During the first week of November, the eyes of all New York sports fans were on the estimated 30,000 runners who participated in the New York City Marathon. With all that attention on the fastest feet in the city, one must wonder who takes care of the foot needs of New Yorkers. For many, it's the public hospitals and health centers of HHC.
"We treat a vast number of athletic injuries of the foot, from simple ankle sprains to more severe injuries such as fractures, tendon ruptures, and many other sports-related injuries," said Alfred A. Garofalo, DPM, Director of Service & Podiatric Surgery Residency at Gouverneur Healthcare Services and Bellevue Hospital.
But the more than 30 podiatrists at HHC facilities throughout the city serve more than the weekend warriors. At Gouverneur, headquarters for a Podiatric Surgical Residency Program whose residents rotate throughout HHC hospitals in Manhattan, Brooklyn and The Bronx, podiatrists treat approximately 21,000 patients annually, ranging in age from toddlers to seniors over 80.
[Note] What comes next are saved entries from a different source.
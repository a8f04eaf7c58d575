//! The architecture-port interface the core consumes.
//!
//! This crate never implements register-level context switching, stack
//! framing, or interrupt-priority programming — those live in a separate,
//! chip/architecture-specific crate that implements [`Port`] and drives
//! [`crate::scheduler::Kernel::tick`] from a periodic interrupt. This
//! mirrors `r3_kernel`'s `PortThreading`, with the const-generic trait
//! machinery collapsed away: the core only needs the four operations below.

/// Opaque interrupt-mask state returned by [`Port::enter_critical`] and
/// consumed by [`Port::leave_critical`]. Treated as a black box by the core;
/// a typical port stores the previous `PRIMASK`/`BASEPRI` value here.
pub trait CriticalCookie: Copy {}

impl CriticalCookie for u32 {}
impl CriticalCookie for () {}

/// The architecture/board collaborator the kernel core consumes.
///
/// # Safety
///
/// Implementors must ensure `enter_critical`/`leave_critical` really do mask
/// every interrupt that could call back into the kernel (the tick source and
/// any interrupt-context kernel callers) up to the configured threshold,
/// reentrantly, and that [`Port::request_context_switch`] causes the
/// lowest-priority architectural interrupt to become pending such that it
/// fires the instant the outermost critical section ends.
pub unsafe trait Port: 'static {
    /// The cookie produced by `enter_critical`.
    type Cookie: CriticalCookie;

    /// Raise the interrupt-priority mask to the kernel threshold. Reentrant:
    /// nested calls must be balanced by the same number of
    /// [`Port::leave_critical`] calls before interrupts are truly unmasked
    /// again.
    fn enter_critical() -> Self::Cookie;

    /// Restore the interrupt-priority mask to what it was before the
    /// matching [`Port::enter_critical`].
    ///
    /// # Safety
    ///
    /// `cookie` must be the value returned by the most recent unmatched
    /// `enter_critical` call on this core.
    unsafe fn leave_critical(cookie: Self::Cookie);

    /// Cause the lowest-priority architectural interrupt that performs the
    /// actual context save/restore to become pending.
    ///
    /// Must be callable both from task context and from interrupt context
    /// (the tick hook calls it directly). Must not itself block.
    fn request_context_switch();

    /// Prepare `stack` so that the first context switch into the thread
    /// enters `entry(arg)`, and so that returning from `entry` lands in
    /// `exit`.
    ///
    /// # Safety
    ///
    /// `stack` must be a region the caller owns exclusively for the
    /// lifetime of the thread, correctly aligned for the target's calling
    /// convention and large enough for a stack frame.
    unsafe fn initialize_stack(
        stack: &mut [u8],
        entry: unsafe extern "C" fn(usize),
        arg: usize,
        exit: unsafe extern "C" fn() -> !,
    ) -> *mut ();
}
HHC's podiatrists treat common dermatological conditions such as warts, skin lesions and the many foot conditions that can develop from diabetes - one of the major chronic diseases the public hospital system is aggressively targeting. They also offer patients a full line of orthotics, custom made shoes and custom fitted braces. Surgical treatment is available for bunions, soft tissue masses, ganglions and other foot conditions.
Ruth Ramirez, a secretary at Gouverneur, was treated by Dr. Garofalo for a hammertoe, a foot condition that required surgery.
"He took good care of me," Ramirez said. "Dr. Garofalo explained everything I needed to know before and after my surgery. I was very moved that he called me every day the first week I was home recuperating. And once I returned to work he made sure that I was wearing the right shoes and walking correctly."
Elderly patients are of special concern to HHC podiatrists, especially when they have chronic problems such as diabetes, dermatological and vascular related disorders of the foot.
"A simple condition like an ingrown nail can result in a drastic outcome for patients with these disorders, if left untreated," according to Dr. Garofalo. "We also use special caution with diabetic, obese, and immuno-compromised patients, since they have less tolerance to fight off infections, more vascular related problems, and even numbness and loss of sensation in their feet and legs."
Gouverneur has an extensive and proactive outreach program to ensure that people are aware of the importance of proper foot care. Patients who come in for a checkup and have foot problems can often be seen the same day in the Podiatry clinic. To spread the word further, the staff participates in community-based health fairs, providing free foot screenings and education materials. They also use an outreach van and partner with other community organizations, such as the Lower East Side Substance Abuse Program.
"These programs have played a major role in getting our message to patients suffering from foot problems who otherwise would not know about how many services are available to them at HHC," Dr. Garofalo said.